use crate::core::stripper::{byte_delta, AsideStripper};
use crate::core::{CleanResult, ConfigProvider, FileOutcome, Pipeline, Storage, SweepSummary};
use crate::utils::error::{Result, SweepError};
use std::path::{Path, PathBuf};
use std::sync::Arc;
use tokio::sync::Semaphore;
use tokio::task::JoinSet;
use walkdir::WalkDir;

pub struct SweepPipeline<S: Storage, C: ConfigProvider> {
    storage: S,
    config: C,
    stripper: AsideStripper,
}

impl<S: Storage, C: ConfigProvider> SweepPipeline<S, C> {
    pub fn new(storage: S, config: C) -> Result<Self> {
        Ok(Self {
            storage,
            config,
            stripper: AsideStripper::new()?,
        })
    }
}

/// 單一檔案的讀取-清理-寫回
async fn process_file<S: Storage>(
    storage: &S,
    stripper: &AsideStripper,
    path: &Path,
) -> Result<FileOutcome> {
    let raw = storage.read_file(path).await?;
    let original = String::from_utf8(raw).map_err(|_| SweepError::EncodingError {
        path: path.display().to_string(),
    })?;

    let (stripped, asides_removed) = stripper.strip(&original);
    let bytes_removed = byte_delta(&original, &stripped);

    storage.write_file(path, stripped.as_bytes()).await?;

    // 寫回之後才擷取標題，缺少標題的檔案視為處理失敗
    let title = stripper
        .page_title(&original)
        .ok_or_else(|| SweepError::TitleNotFound {
            path: path.display().to_string(),
        })?;

    Ok(FileOutcome {
        path: path.to_path_buf(),
        title,
        asides_removed,
        bytes_removed,
    })
}

#[async_trait::async_trait]
impl<S, C> Pipeline for SweepPipeline<S, C>
where
    S: Storage + Clone + 'static,
    C: ConfigProvider,
{
    async fn scan(&self) -> Result<Vec<PathBuf>> {
        let mut all_files = Vec::new();

        for root in self.config.roots() {
            let root_path = Path::new(root);
            if !root_path.exists() {
                tracing::warn!("⚠️ 路徑不存在: {}", root);
                continue;
            }

            let mut found = 0usize;
            for entry in WalkDir::new(root_path) {
                let entry = match entry {
                    Ok(e) => e,
                    Err(e) => {
                        tracing::warn!("⚠️ 無法讀取目錄項目: {}", e);
                        continue;
                    }
                };

                if entry.file_type().is_file()
                    && entry.path().extension().and_then(|ext| ext.to_str()) == Some("html")
                {
                    all_files.push(entry.into_path());
                    found += 1;
                }
            }

            tracing::info!("在目錄 [{}] 中找到 {} 個檔案", root, found);
        }

        Ok(all_files)
    }

    async fn clean(&self, files: Vec<PathBuf>) -> Result<CleanResult> {
        let semaphore = Arc::new(Semaphore::new(self.config.concurrent_tasks()));
        let mut tasks: JoinSet<(PathBuf, Result<FileOutcome>)> = JoinSet::new();

        for path in files {
            // 取得許可後才派工，同時在途的任務數以此為上限
            let permit = semaphore.clone().acquire_owned().await.map_err(|e| {
                SweepError::ProcessingError {
                    message: format!("worker pool closed: {}", e),
                }
            })?;

            let storage = self.storage.clone();
            let stripper = self.stripper.clone();

            tasks.spawn(async move {
                let _permit = permit;
                let outcome = process_file(&storage, &stripper, &path).await;
                (path, outcome)
            });
        }

        let mut result = CleanResult::default();
        while let Some(joined) = tasks.join_next().await {
            let (path, outcome) = joined?;
            match outcome {
                Ok(outcome) => {
                    tracing::info!("處理中: {}", outcome.title);
                    result.outcomes.push(outcome);
                }
                Err(e) => {
                    tracing::warn!("❌ 出錯 {}: {}", path.display(), e);
                    result.failed_files += 1;
                }
            }
        }

        Ok(result)
    }

    async fn report(&self, files_discovered: usize, result: CleanResult) -> Result<SweepSummary> {
        let summary = SweepSummary {
            roots_configured: self.config.roots().len(),
            files_discovered,
            files_cleaned: result.outcomes.len(),
            files_failed: result.failed_files,
            bytes_removed: result.bytes_removed(),
        };

        println!();
        println!("{}", "=".repeat(40));
        println!("✅ 任務完成報告");
        println!("📂 總處理目錄數: {}", summary.roots_configured);
        println!("📄 總處理檔案數: {}", summary.files_discovered);
        println!("🧹 累計清理數據: {:.2} MB", summary.megabytes_removed());
        println!("{}", "=".repeat(40));

        tracing::debug!("summary: {}", serde_json::to_string(&summary)?);

        Ok(summary)
    }
}

#[cfg(test)]
mod tests {
    use super::*;
    use std::collections::HashMap;
    use tokio::sync::Mutex;

    #[derive(Clone)]
    struct MockStorage {
        files: Arc<Mutex<HashMap<PathBuf, Vec<u8>>>>,
    }

    impl MockStorage {
        fn new() -> Self {
            Self {
                files: Arc::new(Mutex::new(HashMap::new())),
            }
        }

        async fn insert(&self, path: &str, data: &[u8]) {
            let mut files = self.files.lock().await;
            files.insert(PathBuf::from(path), data.to_vec());
        }

        async fn get_file(&self, path: &str) -> Option<Vec<u8>> {
            let files = self.files.lock().await;
            files.get(Path::new(path)).cloned()
        }
    }

    impl Storage for MockStorage {
        async fn read_file(&self, path: &Path) -> Result<Vec<u8>> {
            let files = self.files.lock().await;
            files.get(path).cloned().ok_or_else(|| {
                SweepError::IoError(std::io::Error::new(
                    std::io::ErrorKind::NotFound,
                    format!("File not found: {}", path.display()),
                ))
            })
        }

        async fn write_file(&self, path: &Path, data: &[u8]) -> Result<()> {
            let mut files = self.files.lock().await;
            files.insert(path.to_path_buf(), data.to_vec());
            Ok(())
        }
    }

    struct MockConfig {
        roots: Vec<String>,
        concurrent_tasks: usize,
    }

    impl MockConfig {
        fn new() -> Self {
            Self {
                roots: vec!["public/archived".to_string()],
                concurrent_tasks: 4,
            }
        }
    }

    impl ConfigProvider for MockConfig {
        fn roots(&self) -> &[String] {
            &self.roots
        }

        fn concurrent_tasks(&self) -> usize {
            self.concurrent_tasks
        }
    }

    fn page(title: &str, body: &str) -> String {
        format!(
            r#"<html><head><meta property="og:title" content="{}" /></head><body>{}</body></html>"#,
            title, body
        )
    }

    #[tokio::test]
    async fn test_clean_strips_aside_and_reports_delta() {
        let storage = MockStorage::new();
        let content = page("北京大學", "<aside><nav>sidebar</nav></aside><p>main</p>");
        storage.insert("a.html", content.as_bytes()).await;

        let pipeline = SweepPipeline::new(storage.clone(), MockConfig::new()).unwrap();
        let result = pipeline.clean(vec![PathBuf::from("a.html")]).await.unwrap();

        assert_eq!(result.outcomes.len(), 1);
        assert_eq!(result.failed_files, 0);

        let outcome = &result.outcomes[0];
        assert_eq!(outcome.title, "北京大學");
        assert_eq!(outcome.asides_removed, 1);
        assert_eq!(
            outcome.bytes_removed,
            "<aside><nav>sidebar</nav></aside>".len() as u64
        );

        let written = storage.get_file("a.html").await.unwrap();
        let written = String::from_utf8(written).unwrap();
        assert!(!written.contains("<aside"));
        assert!(written.contains("<p>main</p>"));
    }

    #[tokio::test]
    async fn test_clean_counts_unreadable_file_as_failed() {
        let storage = MockStorage::new();
        let pipeline = SweepPipeline::new(storage, MockConfig::new()).unwrap();

        let result = pipeline
            .clean(vec![PathBuf::from("missing.html")])
            .await
            .unwrap();

        assert_eq!(result.outcomes.len(), 0);
        assert_eq!(result.failed_files, 1);
        assert_eq!(result.bytes_removed(), 0);
    }

    #[tokio::test]
    async fn test_clean_missing_title_fails_after_write() {
        let storage = MockStorage::new();
        // 沒有 og:title 的頁面：寫回已發生，但計為失敗
        let content = "<html><body><aside>x</aside><p>kept</p></body></html>";
        storage.insert("untitled.html", content.as_bytes()).await;

        let pipeline = SweepPipeline::new(storage.clone(), MockConfig::new()).unwrap();
        let result = pipeline
            .clean(vec![PathBuf::from("untitled.html")])
            .await
            .unwrap();

        assert_eq!(result.failed_files, 1);
        assert_eq!(result.bytes_removed(), 0);

        let written = storage.get_file("untitled.html").await.unwrap();
        let written = String::from_utf8(written).unwrap();
        assert!(!written.contains("<aside"));
        assert!(written.contains("<p>kept</p>"));
    }

    #[tokio::test]
    async fn test_clean_non_utf8_file_is_failed_and_untouched() {
        let storage = MockStorage::new();
        let garbage = [0xff, 0xfe, 0x00, 0x41];
        storage.insert("binary.html", &garbage).await;

        let pipeline = SweepPipeline::new(storage.clone(), MockConfig::new()).unwrap();
        let result = pipeline
            .clean(vec![PathBuf::from("binary.html")])
            .await
            .unwrap();

        assert_eq!(result.failed_files, 1);
        assert_eq!(storage.get_file("binary.html").await.unwrap(), garbage);
    }

    #[tokio::test]
    async fn test_clean_aside_free_file_has_zero_delta() {
        let storage = MockStorage::new();
        let content = page("清華大學", "<p>no sidebar</p>");
        storage.insert("plain.html", content.as_bytes()).await;

        let pipeline = SweepPipeline::new(storage.clone(), MockConfig::new()).unwrap();
        let result = pipeline
            .clean(vec![PathBuf::from("plain.html")])
            .await
            .unwrap();

        assert_eq!(result.outcomes.len(), 1);
        assert_eq!(result.outcomes[0].bytes_removed, 0);
        assert_eq!(result.outcomes[0].asides_removed, 0);

        let written = storage.get_file("plain.html").await.unwrap();
        assert_eq!(written, content.as_bytes());
    }

    #[tokio::test]
    async fn test_clean_many_files_with_bounded_pool() {
        let storage = MockStorage::new();
        for i in 0..20 {
            let content = page("測試頁面", "<aside>s</aside><p>b</p>");
            storage
                .insert(&format!("f{}.html", i), content.as_bytes())
                .await;
        }

        let config = MockConfig {
            roots: vec!["public/archived".to_string()],
            concurrent_tasks: 3,
        };
        let pipeline = SweepPipeline::new(storage, config).unwrap();

        let files: Vec<PathBuf> = (0..20).map(|i| PathBuf::from(format!("f{}.html", i))).collect();
        let result = pipeline.clean(files).await.unwrap();

        assert_eq!(result.outcomes.len(), 20);
        assert_eq!(result.failed_files, 0);
        assert_eq!(
            result.bytes_removed(),
            20 * "<aside>s</aside>".len() as u64
        );
    }

    #[tokio::test]
    async fn test_report_sums_deltas_and_counts() {
        let storage = MockStorage::new();
        let pipeline = SweepPipeline::new(storage, MockConfig::new()).unwrap();

        let result = CleanResult {
            outcomes: vec![
                FileOutcome {
                    path: PathBuf::from("a.html"),
                    title: "甲".to_string(),
                    asides_removed: 1,
                    bytes_removed: 1024,
                },
                FileOutcome {
                    path: PathBuf::from("b.html"),
                    title: "乙".to_string(),
                    asides_removed: 2,
                    bytes_removed: 2048,
                },
            ],
            failed_files: 1,
        };

        let summary = pipeline.report(3, result).await.unwrap();

        assert_eq!(summary.roots_configured, 1);
        assert_eq!(summary.files_discovered, 3);
        assert_eq!(summary.files_cleaned, 2);
        assert_eq!(summary.files_failed, 1);
        assert_eq!(summary.bytes_removed, 3072);
    }
}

Task prompt ▸
The lines to show are those in the data above that include "FileOutcome".

Response to the task ▸
use crate::core::{CleanResult, ConfigProvider, FileOutcome, Pipeline, Storage, SweepSummary};
) -> Result<FileOutcome> {
    Ok(FileOutcome {
        let mut tasks: JoinSet<(PathBuf, Result<FileOutcome>)> = JoinSet::new();
                FileOutcome {
                FileOutcome {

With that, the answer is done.